RUMINATE is a poetry journal that provides an arena for faith, literature and art to meet and mix. Two poems of mine appear in issue #8: A New Science of Prayer; and, In The Beginning:
A New Science Of Prayer
We were curled by the fire, six of us ruminating
on lives still in mid-sentence. No-one went to church,
most of us wandering into therapy, meditation, support groups
for anonymous wounds. The world loomed large,
a mysterious tabernacle—the jagged contour of war & want
long ago eviscerating faith from each chest—six red hearts
pulsing under black sky, a kind of confession, what remained
of song. It had become clear no-one would save us, but
the double-blind Russian studies turned our conversation
to prayer, nonetheless—
how they’d mailed envelopes around the globe to believers,
circles of prayer from every tradition—Muslim, Christian,
Buddhist—asked to linger on each name, savor it as a seed,
a point of light to grow inside the sick. How the other lists
lay guarded—plenty of names to go around—idling
on a researcher’s clipboard: no prayer, no song.

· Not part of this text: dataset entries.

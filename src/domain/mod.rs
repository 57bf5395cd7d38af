// Journal records
pub mod journal;

// Analytics engine
pub mod performance;

// Repository traits
pub mod repositories;

// Typed journal events
pub mod events;

// Domain-specific error types
pub mod errors;
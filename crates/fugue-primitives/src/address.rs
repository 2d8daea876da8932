//! Ethereum-compatible address type (20 bytes)

use std::fmt;

use serde::{Deserialize, Deserializer, Serialize, Serializer};
use thiserror::Error;

/// Address parsing error
#[derive(Debug, Error)]
pub enum AddressError {
    /// Invalid hex string
    #[error("invalid hex string: {0}")]
    InvalidHex(String),
    /// Invalid length
    #[error("invalid address length: expected 20 bytes, got {0}")]
    InvalidLength(usize),
}

/// Ethereum-compatible 20-byte address
#[derive(Clone, Copy, PartialEq, Eq, PartialOrd, Ord, Hash, Default)]
pub struct Address([u8; 20]);

impl Address {
    /// Size of address in bytes
    pub const LEN: usize = 20;

    /// Zero address (0x0000...0000)
    pub const ZERO: Address = Address([0u8; 20]);

    /// Create address from bytes
    pub const fn from_bytes(bytes: [u8; 20]) -> Self {
        Address(bytes)
    }

    /// Create address from slice
    pub fn from_slice(slice: &[u8]) -> Result<Self, AddressError> {
        if slice.len() != 20 {
            return Err(AddressError::InvalidLength(slice.len()));
        }
        let mut bytes = [0u8; 20];
        bytes.copy_from_slice(slice);
        Ok(Address(bytes))
    }

    /// Parse address from hex string (with or without 0x prefix)
    pub fn from_hex(s: &str) -> Result<Self, AddressError> {
        let s = s.strip_prefix("0x").unwrap_or(s);
        let bytes = hex::decode(s).map_err(|e| AddressError::InvalidHex(e.to_string()))?;
        Self::from_slice(&bytes)
    }

    /// Get as byte slice
    pub fn as_bytes(&self) -> &[u8; 20] {
        &self.0
    }

    /// Check if this is the zero address
    pub fn is_zero(&self) -> bool {
        self.0 == [0u8; 20]
    }

    /// Convert to hex string with 0x prefix
    pub fn to_hex(&self) -> String {
        format!("0x{}", hex::encode(self.0))
    }
}

impl fmt::Debug for Address {
    fn fmt(&self, f: &mut fmt::Formatter<'_>) -> fmt::Result {
        write!(f, "Address({})", self.to_hex())
    }
}

impl fmt::Display for Address {
    fn fmt(&self, f: &mut fmt::Formatter<'_>) -> fmt::Result {
        write!(f, "{}", self.to_hex())
    }
}

impl From<[u8; 20]> for Address {
    fn from(bytes: [u8; 20]) -> Self {
        Address(bytes)
    }
}

impl AsRef<[u8]> for Address {
    fn as_ref(&self) -> &[u8] {
        &self.0
    }
}

impl Serialize for Address {
    fn serialize<S: Serializer>(&self, serializer: S) -> Result<S::Ok, S::Error> {
        serializer.serialize_str(&self.to_hex())
    }
}

impl<'de> Deserialize<'de> for Address {
    fn deserialize<D: Deserializer<'de>>(deserializer: D) -> Result<Self, D::Error> {
        let s = String::deserialize(deserializer)?;
        Address::from_hex(&s).map_err(serde::de::Error::custom)
    }
}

The results, while no miracle, spoke the language
of science: that numbers don’t lie, that those murmured
on the lips of the faithful showed statistical improvement—
the kind any god would be jealous of.
The fire flitted in our eyes, six pair of rubies—
forgotten verse forming again in our throats,
wondering what we’d fallen into, these dark years,
flailing, ensnared as prey in sticky web,
a kind of martyrdom. Maybe we lived
caught in the invisible threads of our own design,
blind—that these strands of luminous reciprocity
also connect us when touched—rhythmical waves
arcing as magnetic currents through gray matter,
the miracle of bone, of nerve-ending, of muscle—
what we are, what we do, vibrating
uncontained by skin, swaying the world
one way, then another, this
we could believe. This we could pray—
that the coiled syllables of our lives
would emerge: aural, palpable,
undeniable.
In the beginning
it must have been like this:
a small boy sitting on the floor, hunched over
his new electric football set, unwrapped in all its glory,
rapt attention fused, timeless, as one miniature football player
after another is placed halfway between two opposite goals,
the polarities inherent in any game, squaring off in pairs,
a jolt of electricity every few seconds vibrating the board,
the subtle dynamics of each player’s plastic feet
a kind of evolutionary determinism: which one
will be stronger, faster, move straight ahead or curve
endlessly in circles—and the boy,
a god, lingering over the nuances of combination:
which ones, together, make the best team, the worst,
or perfectly paired as equal adversaries in the yin & yang of struggle,
the eloquent teamwork, the kaleidoscope of competition more addictive
than its opposite: this dull calm of knowing, everyday,
that your life is empty, the vast spaces of suburbia stretching
like endless dark matter in a vacuum with no boundary—
the universe, the young child delighting in the joyous clash
of every unknown: what will happen next?
the possibility of creation its own balm,
so intimate, these twinned struggles—
galactic enterprise in the personal, this to be or not to be
haunting the vacant seconds ticking in the catacombs of DNA,
each synapse a nerve-bridge between spirit & matter,
the world a hologram, the board, the boy, the plastic limbs
with kneepad & cleat, the helmeted heads, the contrary goals
at either end of this spectrum of progress or regression,
this whole damn thing (blessed beyond mere joy)
the reason
that each morning a sun rises in the vastness, coloring
the black sky purple, then orange, finally blue—and the boy
lazes from his bed, still in pajamas, and it’s Sunday, and today
just like yesterday, just like any other eon, anything could happen,
the reason for his smile—his Cheshire cat grin shimmering
in the ethers, what remains as everything else disappears.